[Stored items]
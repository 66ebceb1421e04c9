//! Planar and great-circle kernels over geographic coordinates.

use netreview_buffers::{Bounds, Position, Segment};

/// Mean Earth radius in metres.
pub const EARTH_RADIUS_METERS: f64 = 6_371_008.8;

/// Length of one degree of latitude, also used for longitude at the equator.
pub const DEGREE_IN_METERS: f64 = 111_320.0;

/// Great-circle distance in metres.
pub fn haversine_distance(a: Position, b: Position) -> f64 {
    let d_lat = (b.lat - a.lat).to_radians();
    let d_lon = (b.lon - a.lon).to_radians();
    let lat1 = a.lat.to_radians();
    let lat2 = b.lat.to_radians();

    let h = (d_lat / 2.0).sin().powi(2) + lat1.cos() * lat2.cos() * (d_lon / 2.0).sin().powi(2);
    2.0 * EARTH_RADIUS_METERS * h.sqrt().atan2((1.0 - h).sqrt())
}

/// Degree deltas `(d_lon, d_lat)` covering `meters` around latitude `lat`.
pub fn meters_to_degrees(meters: f64, lat: f64) -> (f64, f64) {
    let d_lat = meters / DEGREE_IN_METERS;
    let d_lon = meters / (DEGREE_IN_METERS * lat.to_radians().cos());
    (d_lon, d_lat)
}

/// Box of half-size `meters` centred on `center`.
pub fn search_bounds(center: Position, meters: f64) -> Bounds {
    let (d_lon, d_lat) = meters_to_degrees(meters, center.lat);
    Bounds::new(
        center.lon - d_lon,
        center.lat - d_lat,
        center.lon + d_lon,
        center.lat + d_lat,
    )
}

/// Crossing point of two segments, endpoints inclusive. Parallel and
/// collinear segments never intersect.
pub fn segment_intersection(a: &Segment, b: &Segment) -> Option<Position> {
    let (x1, y1) = (a.start.lon, a.start.lat);
    let (x2, y2) = (a.end.lon, a.end.lat);
    let (x3, y3) = (b.start.lon, b.start.lat);
    let (x4, y4) = (b.end.lon, b.end.lat);

    let denom = (y4 - y3) * (x2 - x1) - (x4 - x3) * (y2 - y1);
    if denom == 0.0 {
        return None;
    }
    let ua = ((x4 - x3) * (y1 - y3) - (y4 - y3) * (x1 - x3)) / denom;
    let ub = ((x2 - x1) * (y1 - y3) - (y2 - y1) * (x1 - x3)) / denom;

    if (0.0..=1.0).contains(&ua) && (0.0..=1.0).contains(&ub) {
        Some(Position::new(x1 + ua * (x2 - x1), y1 + ua * (y2 - y1)))
    } else {
        None
    }
}

#[derive(Debug, Clone, Copy, PartialEq)]
pub struct NearestPoint {
    pub position: Position,
    /// Metres from the query point.
    pub distance: f64,
}

/// Closest point of `segment` to `point`.
///
/// The projection happens in a local equirectangular frame centred on
/// `point`; the reported distance is the great-circle one.
pub fn nearest_point_on_segment(point: Position, segment: &Segment) -> NearestPoint {
    let scale_x = point.lat.to_radians().cos();
    let ax = (segment.start.lon - point.lon) * scale_x;
    let ay = segment.start.lat - point.lat;
    let bx = (segment.end.lon - point.lon) * scale_x;
    let by = segment.end.lat - point.lat;

    let (dx, dy) = (bx - ax, by - ay);
    let length_squared = dx * dx + dy * dy;
    let t = if length_squared == 0.0 {
        0.0
    } else {
        (-(ax * dx + ay * dy) / length_squared).clamp(0.0, 1.0)
    };

    let position = Position::new(
        segment.start.lon + t * (segment.end.lon - segment.start.lon),
        segment.start.lat + t * (segment.end.lat - segment.start.lat),
    );
    NearestPoint {
        position,
        distance: haversine_distance(point, position),
    }
}

#[cfg(test)]
mod tests {
    use super::*;
    use approx::assert_relative_eq;

    fn seg(x1: f64, y1: f64, x2: f64, y2: f64) -> Segment {
        Segment::new(Position::new(x1, y1), Position::new(x2, y2))
    }

    #[test]
    fn crossing_segments_intersect() {
        let p = segment_intersection(&seg(0.0, 0.0, 0.0, 10.0), &seg(-5.0, 5.0, 5.0, 5.0)).unwrap();
        assert_relative_eq!(p.lon, 0.0);
        assert_relative_eq!(p.lat, 5.0);
    }

    #[test]
    fn touching_endpoints_count() {
        let p = segment_intersection(&seg(0.0, 0.0, 0.0, 10.0), &seg(0.0, 10.0, 10.0, 10.0));
        assert_eq!(p, Some(Position::new(0.0, 10.0)));
    }

    #[test]
    fn parallel_and_disjoint_segments_do_not_intersect() {
        assert!(segment_intersection(&seg(0.0, 0.0, 1.0, 0.0), &seg(0.0, 1.0, 1.0, 1.0)).is_none());
        assert!(segment_intersection(&seg(0.0, 0.0, 2.0, 0.0), &seg(1.0, 0.0, 3.0, 0.0)).is_none());
        assert!(segment_intersection(&seg(0.0, 0.0, 1.0, 1.0), &seg(2.0, 0.0, 1.6, 0.4)).is_none());
    }

    #[test]
    fn one_degree_of_latitude() {
        let d = haversine_distance(Position::new(0.0, 0.0), Position::new(0.0, 1.0));
        assert_relative_eq!(d, 111_195.08, epsilon = 0.5);
    }

    #[test]
    fn nearest_point_is_perpendicular_foot() {
        let n = nearest_point_on_segment(Position::new(0.0005, 0.0001), &seg(0.0, 0.0, 0.001, 0.0));
        assert_relative_eq!(n.position.lon, 0.0005, epsilon = 1e-12);
        assert_relative_eq!(n.position.lat, 0.0, epsilon = 1e-12);
        assert_relative_eq!(n.distance, 11.12, epsilon = 0.01);
    }

    #[test]
    fn nearest_point_clamps_to_endpoints() {
        let n = nearest_point_on_segment(Position::new(-1.0, 0.0), &seg(0.0, 0.0, 1.0, 0.0));
        assert_eq!(n.position, Position::new(0.0, 0.0));

        let degenerate = nearest_point_on_segment(Position::new(0.0, 1.0), &seg(2.0, 2.0, 2.0, 2.0));
        assert_eq!(degenerate.position, Position::new(2.0, 2.0));
    }

    #[test]
    fn search_bounds_widen_with_latitude() {
        let equator = search_bounds(Position::new(0.0, 0.0), 100.0);
        let north = search_bounds(Position::new(0.0, 60.0), 100.0);
        assert_relative_eq!(
            equator.max_y - equator.min_y,
            north.max_y - north.min_y,
            epsilon = 1e-12
        );
        assert_relative_eq!(
            (north.max_x - north.min_x) / (equator.max_x - equator.min_x),
            2.0,
            epsilon = 1e-9
        );
    }
}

Prompt. Go through the data and return each line where the word "equator" appears.

Result of the task.
/// Length of one degree of latitude, also used for longitude at the equator.
        let equator = search_bounds(Position::new(0.0, 0.0), 100.0);
            equator.max_y - equator.min_y,
            (north.max_x - north.min_x) / (equator.max_x - equator.min_x),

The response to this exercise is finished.